The Pioneers, who last season tied a school record with 53 wins and advanced to the NAIA World Series for the first time since 1998, are 35-13 this season. But that is misleading. They are 26-2 after starting 9-11. Point Park is ranked 25th in this week's NAIA poll, its first Top 25 appearance since the preseason.
“People say you have to play your best baseball at the end,” Torres said. “Us winning 26 of our last 28 games, we're pretty hot.”
Torres moved from his native Puerto Rico to south Florida as a teenager. He played, coached and scouted (for the Kansas City Royals) there, and has built a pipeline to Point Park. Nearly half the players are from the Sunshine State.
“That's where most of my contacts are,” he said.
But he also has players from Arizona, Illinois, Canada and Puerto Rico.
“We recruit nationally and internationally,” Torres said.
To attract kids to a northern school with an urban campus, he offers a chance to play, and win.

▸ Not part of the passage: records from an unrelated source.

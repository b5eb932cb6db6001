// ABOUTME: Skill route handlers: public listing and admin CRUD
// ABOUTME: Skill names are unique; writes run behind permission guards
//
// Licensed under either of Apache License, Version 2.0 or MIT License at your option.

//! Skill routes

use crate::{
    database::{SkillFilter, SkillUpdate},
    errors::AppError,
    middleware::guards::require_permission,
    models::{Certification, Permission, Skill, SkillCategory, SkillStatus},
    server::ServerResources,
};
use axum::{
    extract::{Path, Query, State},
    http::{HeaderMap, StatusCode},
    response::{IntoResponse, Response},
    routing::{delete, get, post, put},
    Json, Router,
};
use chrono::Utc;
use serde::Deserialize;
use serde_json::json;
use std::sync::Arc;
use uuid::Uuid;

/// Default display color for skills
const DEFAULT_SKILL_COLOR: &str = "#3b82f6";

/// Public listing query
#[derive(Debug, Clone, Deserialize, Default)]
pub struct ListSkillsQuery {
    pub category: Option<String>,
    pub status: Option<String>,
    pub featured: Option<bool>,
}

/// Skill create request
#[derive(Debug, Clone, Deserialize)]
#[serde(rename_all = "camelCase")]
pub struct CreateSkillRequest {
    pub name: String,
    pub category: String,
    pub proficiency: u8,
    pub years_of_experience: Option<f64>,
    pub description: Option<String>,
    pub icon: Option<String>,
    pub color: Option<String>,
    #[serde(default)]
    pub featured: bool,
    pub status: Option<String>,
    #[serde(default)]
    pub certifications: Vec<Certification>,
    pub sort_order: Option<i64>,
}

/// Skill update request; absent fields are left untouched
#[derive(Debug, Clone, Deserialize, Default)]
#[serde(rename_all = "camelCase")]
pub struct UpdateSkillRequest {
    pub name: Option<String>,
    pub category: Option<String>,
    pub proficiency: Option<u8>,
    pub years_of_experience: Option<f64>,
    pub description: Option<String>,
    pub icon: Option<String>,
    pub color: Option<String>,
    pub featured: Option<bool>,
    pub status: Option<String>,
    pub sort_order: Option<i64>,
}

/// Hex color shape check ("#abc" or "#a1b2c3")
fn is_valid_hex_color(value: &str) -> bool {
    let Some(digits) = value.strip_prefix('#') else {
        return false;
    };
    (digits.len() == 3 || digits.len() == 6) && digits.chars().all(|c| c.is_ascii_hexdigit())
}

fn parse_category(raw: &str) -> Result<SkillCategory, AppError> {
    raw.parse()
        .map_err(|_| AppError::invalid_input(format!("Invalid skill category: {raw}")))
}

fn parse_status(raw: &str) -> Result<SkillStatus, AppError> {
    raw.parse()
        .map_err(|_| AppError::invalid_input(format!("Invalid skill status: {raw}")))
}

fn parse_id(raw: &str) -> Result<Uuid, AppError> {
    Uuid::parse_str(raw).map_err(|_| AppError::invalid_input(format!("Invalid skill id: {raw}")))
}

/// Skill routes handler
pub struct SkillRoutes;

impl SkillRoutes {
    /// Create all skill routes
    pub fn routes(resources: Arc<ServerResources>) -> Router {
        Router::new()
            .route("/api/v1/portfolio/skills", get(Self::handle_list))
            .route("/api/v1/portfolio/admin/skills", post(Self::handle_create))
            .route(
                "/api/v1/portfolio/admin/skills/:id",
                put(Self::handle_update),
            )
            .route(
                "/api/v1/portfolio/admin/skills/:id",
                delete(Self::handle_delete),
            )
            .with_state(resources)
    }

    /// Handle GET /api/v1/portfolio/skills - public listing
    async fn handle_list(
        State(resources): State<Arc<ServerResources>>,
        Query(query): Query<ListSkillsQuery>,
    ) -> Result<Response, AppError> {
        let category = match query.category.as_deref() {
            None | Some("") | Some("all") => None,
            Some(raw) => Some(parse_category(raw)?),
        };
        let status = match query.status.as_deref() {
            None | Some("") | Some("all") => None,
            Some(raw) => Some(parse_status(raw)?),
        };

        let filter = SkillFilter {
            category,
            status,
            featured: query.featured.filter(|&f| f),
        };

        let skills = resources
            .database
            .list_skills(&filter)
            .await
            .map_err(|e| AppError::database(e.to_string()))?;

        // Attach the derived proficiency tier alongside each skill
        let items: Vec<serde_json::Value> = skills
            .iter()
            .map(|skill| {
                let mut value = serde_json::to_value(skill).unwrap_or_default();
                if let Some(map) = value.as_object_mut() {
                    map.insert(
                        "proficiencyLevel".into(),
                        json!(skill.proficiency_level()),
                    );
                }
                value
            })
            .collect();

        Ok((
            StatusCode::OK,
            Json(json!({ "success": true, "data": { "skills": items } })),
        )
            .into_response())
    }

    /// Handle POST /api/v1/portfolio/admin/skills
    async fn handle_create(
        State(resources): State<Arc<ServerResources>>,
        headers: HeaderMap,
        Json(request): Json<CreateSkillRequest>,
    ) -> Result<Response, AppError> {
        let context = resources.admin_gate.authenticate(&headers).await?;
        require_permission(&context, Permission::Write)?;

        if request.name.trim().is_empty() {
            return Err(AppError::missing_field("Skill name is required"));
        }
        if request.proficiency > 100 {
            return Err(AppError::invalid_input(
                "Proficiency must be between 0 and 100",
            ));
        }

        let color = match request.color {
            None => DEFAULT_SKILL_COLOR.to_owned(),
            Some(raw) => {
                if !is_valid_hex_color(&raw) {
                    return Err(AppError::invalid_input("Color must be a valid hex color"));
                }
                raw
            }
        };

        let status = match request.status.as_deref() {
            None | Some("") => SkillStatus::Active,
            Some(raw) => parse_status(raw)?,
        };

        if resources
            .database
            .get_skill_by_name(request.name.trim())
            .await
            .map_err(|e| AppError::database(e.to_string()))?
            .is_some()
        {
            return Err(AppError::conflict("Skill with this name already exists"));
        }

        let now = Utc::now();
        let skill = Skill {
            id: Uuid::new_v4(),
            name: request.name.trim().to_owned(),
            category: parse_category(&request.category)?,
            proficiency: request.proficiency,
            years_of_experience: request.years_of_experience,
            description: request.description,
            icon: request.icon,
            color,
            featured: request.featured,
            status,
            certifications: request.certifications,
            sort_order: request.sort_order.unwrap_or(0),
            created_by: context.id,
            created_at: now,
            updated_at: now,
        };

        resources
            .database
            .create_skill(&skill)
            .await
            .map_err(|e| crate::routes::map_insert_error(e, "Skill with this name already exists"))?;

        Ok((
            StatusCode::CREATED,
            Json(json!({
                "success": true,
                "message": "Skill created successfully",
                "data": skill,
            })),
        )
            .into_response())
    }

    /// Handle PUT /api/v1/portfolio/admin/skills/:id
    async fn handle_update(
        State(resources): State<Arc<ServerResources>>,
        headers: HeaderMap,
        Path(id): Path<String>,
        Json(request): Json<UpdateSkillRequest>,
    ) -> Result<Response, AppError> {
        let context = resources.admin_gate.authenticate(&headers).await?;
        require_permission(&context, Permission::Write)?;

        let id = parse_id(&id)?;

        if let Some(p) = request.proficiency {
            if p > 100 {
                return Err(AppError::invalid_input(
                    "Proficiency must be between 0 and 100",
                ));
            }
        }
        if let Some(color) = &request.color {
            if !is_valid_hex_color(color) {
                return Err(AppError::invalid_input("Color must be a valid hex color"));
            }
        }

        let category = match request.category.as_deref() {
            None => None,
            Some(raw) => Some(parse_category(raw)?),
        };
        let status = match request.status.as_deref() {
            None => None,
            Some(raw) => Some(parse_status(raw)?),
        };

        let update = SkillUpdate {
            name: request.name,
            category,
            proficiency: request.proficiency,
            years_of_experience: request.years_of_experience,
            description: request.description,
            icon: request.icon,
            color: request.color,
            featured: request.featured,
            status,
            sort_order: request.sort_order,
        };

        let skill = resources
            .database
            .update_skill(id, &update)
            .await
            .map_err(|e| AppError::database(e.to_string()))?
            .ok_or_else(|| AppError::not_found("Skill"))?;

        Ok((
            StatusCode::OK,
            Json(json!({
                "success": true,
                "message": "Skill updated successfully",
                "data": skill,
            })),
        )
            .into_response())
    }

    /// Handle DELETE /api/v1/portfolio/admin/skills/:id
    async fn handle_delete(
        State(resources): State<Arc<ServerResources>>,
        headers: HeaderMap,
        Path(id): Path<String>,
    ) -> Result<Response, AppError> {
        let context = resources.admin_gate.authenticate(&headers).await?;
        require_permission(&context, Permission::Delete)?;

        let id = parse_id(&id)?;
        let removed = resources
            .database
            .delete_skill(id)
            .await
            .map_err(|e| AppError::database(e.to_string()))?;

        if !removed {
            return Err(AppError::not_found("Skill"));
        }

        Ok((
            StatusCode::OK,
            Json(json!({
                "success": true,
                "message": "Skill deleted successfully",
            })),
        )
            .into_response())
    }
}

#[cfg(test)]
mod tests {
    use super::*;

    #[test]
    fn test_hex_color_check() {
        assert!(is_valid_hex_color("#3b82f6"));
        assert!(is_valid_hex_color("#abc"));
        assert!(!is_valid_hex_color("3b82f6"));
        assert!(!is_valid_hex_color("#12345"));
        assert!(!is_valid_hex_color("#xyzxyz"));
    }
}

“We sell a vision,” he said. “Where we're going and how you're gonna fit into it. We have them come up and play for a coach from south Florida and play with other guys from south Florida. I tell them, if you're gonna pack your bags and go somewhere, this is a good place to be.”
One of the imports, freshman right-hander Michael Cetta, transferred from Florida State. Another, junior right-hander Manny Perdomo, pitched a no-hitter last week after coming within a hit batsman of a perfect game.
Recruited by Torres in high school, Perdomo attended St. Thomas University in Miami Gardens before transferring after his freshman year, joining two teammates who did the same thing.
“He gave me a great opportunity to play on a great team, and that's why I came here,” Perdomo said.
Senior outfielder Rob Novia said he was Torres' first Florida recruit. He said Torres saw him at a showcase camp and made his pitch.
“I love this place,” Novia said. “Point Park is awesome. The baseball is great.”
Bob Cohn is a staff writer for Trib Total Media. Reach him at email@example.com or via Twitter@BCohn_Trib.
Show commenting policy
TribLive commenting policy
- Police chase ends with shooting in Bell Township
- Rossi: At start, are Pens already finished?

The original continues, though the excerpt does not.